Im Frühling 2010, mitten im nordrhein-westfälischen Landtagswahlkampf, hatte Merkel den Griechen noch entgegengeschleudert: "Ihr müsst sparen, ihr müsst redlich werden, ihr müsst euch ehrlich machen!" Unter dem Jubel der CDU-Anhänger verkündete sie auf dem Marktplatz von Bocholt, für Athen werde es nicht einen Euro Hilfe geben. Unter großer Mühe musste sie dann doch die Mehrheiten für mittlerweile zwei milliardenschwere Hilfspakete im Bundestag zustande bringen. Immer wieder sprach Merkel in dieser Zeit von Griechenland als einem "Sonderfall" und befeuerte damit Spekulationen, dass ein Euro-Austritt denkbar wäre, anders als bei den Problemstaaten Portugal, Spanien, Italien.
Gefunden in der
Doch von Anfang an begleitete Merkel die Angst vor einer unkalkulierbaren Kettenreaktion an den Finanzmärkten und in den hoch verschuldeten Euro-Südländern, sollte Griechenland tatsächlich aus dem Euro herausfallen. Zwar hat Merkel mit den anderen EU-Partnern versucht, Schutzmauern für den Fall einer griechischen Staatspleite hochzuziehen. Doch die neuen Rettungsschirme haben nicht die gewünschte Schlagkraft entwickelt, und für Merkel rückt nun die eigene Wiederwahl in den Mittelpunkt des Euro-Krisenmanagements.

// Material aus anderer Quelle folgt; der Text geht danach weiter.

//! forge
//!
//! Access to the code-review host: fetching a pull request diff and posting
//! a comment on it.
//!
//! # Design
//!
//! The bot runs as one blocking sequence, so the [`Forge`] trait is
//! synchronous. [`github::GitHubForge`] talks to the GitHub REST API;
//! [`mock::MockForge`] records calls and serves scripted diffs for tests.

pub mod github;
pub mod mock;

use thiserror::Error;

pub use github::GitHubForge;
pub use mock::MockForge;

/// Errors from forge operations.
#[derive(Debug, Clone, PartialEq, Eq, Error)]
pub enum ForgeError {
    /// Authentication failed (invalid token, expired, insufficient permissions).
    #[error("authentication failed: {0}")]
    AuthFailed(String),

    /// The requested resource was not found.
    #[error("not found: {0}")]
    NotFound(String),

    /// Rate limit exceeded.
    #[error("rate limited")]
    RateLimited,

    /// The host answered with an unexpected status.
    #[error("API error: {status} - {message}")]
    ApiError { status: u16, message: String },

    /// Network or connection error.
    #[error("network error: {0}")]
    NetworkError(String),
}

/// Operations the bot needs from the code-review host.
pub trait Forge {
    /// Short name for logs.
    fn name(&self) -> &'static str;

    /// Download the unified diff of a pull request. Only a `200 OK` counts as
    /// success.
    fn fetch_diff(&self, diff_url: &str) -> Result<String, ForgeError>;

    /// Post `body` as a conversation comment on pull request `number` of the
    /// `owner/name` repository.
    fn post_comment(&self, full_name: &str, number: u64, body: &str) -> Result<(), ForgeError>;
}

Je näher die Bundestagswahl kommt, desto klarer wird nämlich: Sollte Griechenland die Euro-Zone verlassen, wäre Merkels Rettungsstrategie gescheitert. Auch deshalb schlug die Kanzlerin in diesem Sommer eine neue, wärmere Tonlage an. Nicht mehr wie einen Quertreiber stellt sie Griechenland hin, sondern eher wie ein Sorgenkind, um das Deutschland sich kümmern muss. "Ich möchte, dass Griechenland Teil der Euro-Zone bleibt. Das leitet mich", versprach Merkel Ende August dem griechischen Ministerpräsidenten Antonis Samaras in Berlin. "Der Euro ist eine Idee eines geeinten Europas, eines irreversiblen Europas." Jegliche Häme und Überheblichkeit, die von CSU und FDP gegen Athen zur Schau gestellt wurden, verbat sich Merkel.

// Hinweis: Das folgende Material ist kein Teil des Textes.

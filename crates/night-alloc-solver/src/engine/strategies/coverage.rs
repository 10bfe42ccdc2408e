// Copyright (c) 2025 Felix Kahle.
//
// Permission is hereby granted, free of charge, to any person obtaining
// a copy of this software and associated documentation files (the
// "Software"), to deal in the Software without restriction, including
// without limitation the rights to use, copy, modify, merge, publish,
// distribute, sublicense, and/or sell copies of the Software, and to
// permit persons to whom the Software is furnished to do so, subject to
// the following conditions:
//
// The above copyright notice and this permission notice shall be
// included in all copies or substantial portions of the Software.
//
// THE SOFTWARE IS PROVIDED "AS IS", WITHOUT WARRANTY OF ANY KIND,
// EXPRESS OR IMPLIED, INCLUDING BUT NOT LIMITED TO THE WARRANTIES OF
// MERCHANTABILITY, FITNESS FOR A PARTICULAR PURPOSE AND
// NONINFRINGEMENT. IN NO EVENT SHALL THE AUTHORS OR COPYRIGHT HOLDERS BE
// LIABLE FOR ANY CLAIM, DAMAGES OR OTHER LIABILITY, WHETHER IN AN ACTION
// OF CONTRACT, TORT OR OTHERWISE, ARISING FROM, OUT OF OR IN CONNECTION
// WITH THE SOFTWARE OR THE USE OR OTHER DEALINGS IN THE SOFTWARE.

use crate::engine::context::RunContext;
use crate::engine::strategy::{Strategy, StrategyKind};
use night_alloc_model::problem::night::NightDate;
use night_alloc_model::problem::req::Requester;

/// Fills every night it can, quota be damned.
///
/// Candidate order: priority tier first, then current assigned count
/// ascending. The only strategy allowed to push a requester past their
/// desired count; it still never exceeds a night's headcount. A backfill
/// pass sweeps the same candidate list whenever slots remain open, so a
/// night is filled whenever enough distinct requesters asked for it.
#[derive(Debug, Clone, Copy, Default, PartialEq, Eq)]
pub struct CoverageStrategy;

impl Strategy for CoverageStrategy {
    fn name(&self) -> &'static str {
        StrategyKind::NAME_COVERAGE
    }

    fn assign_night(&self, ctx: &mut RunContext<'_>, night: NightDate) {
        let problem = ctx.problem();
        let mut candidates: Vec<&Requester> = problem
            .requesters_for_night(night)
            .iter()
            .filter_map(|id| problem.requester(id))
            .collect();

        candidates.sort_by(|a, b| {
            a.priority()
                .cmp(&b.priority())
                .then_with(|| ctx.assigned_count(a.id()).cmp(&ctx.assigned_count(b.id())))
        });

        for requester in &candidates {
            if ctx.is_full(night) {
                break;
            }
            ctx.try_assign(night, requester.id());
        }

        // Backfill any slots still open with the first uncommitted
        // candidates in the same order.
        if !ctx.is_full(night) {
            for requester in &candidates {
                if ctx.is_full(night) {
                    break;
                }
                ctx.try_assign(night, requester.id());
            }
        }
    }
}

Lang ersehnter Respekt für die Griechen
Zwar weiß sie, für weitere Hilfsmilliarden oder eine Aufweichung der vereinbarten Sparvorgaben ist eine Mehrheit in ihrer schwarz-gelben Koalition äußerst ungewiss. Aber dass damit automatisch eine Mehrheit für einen Zerfall der Euro-Zone bereitstünde, das glaubt Merkel auch nicht. Deshalb versucht sie, das Herz der Abgeordneten und Wähler für Griechenland zu erwärmen. Mit dem Besuch in Athen erweist die Kanzlerin den Griechen den lang ersehnten Respekt und erklärt sie sozusagen für hoffähig.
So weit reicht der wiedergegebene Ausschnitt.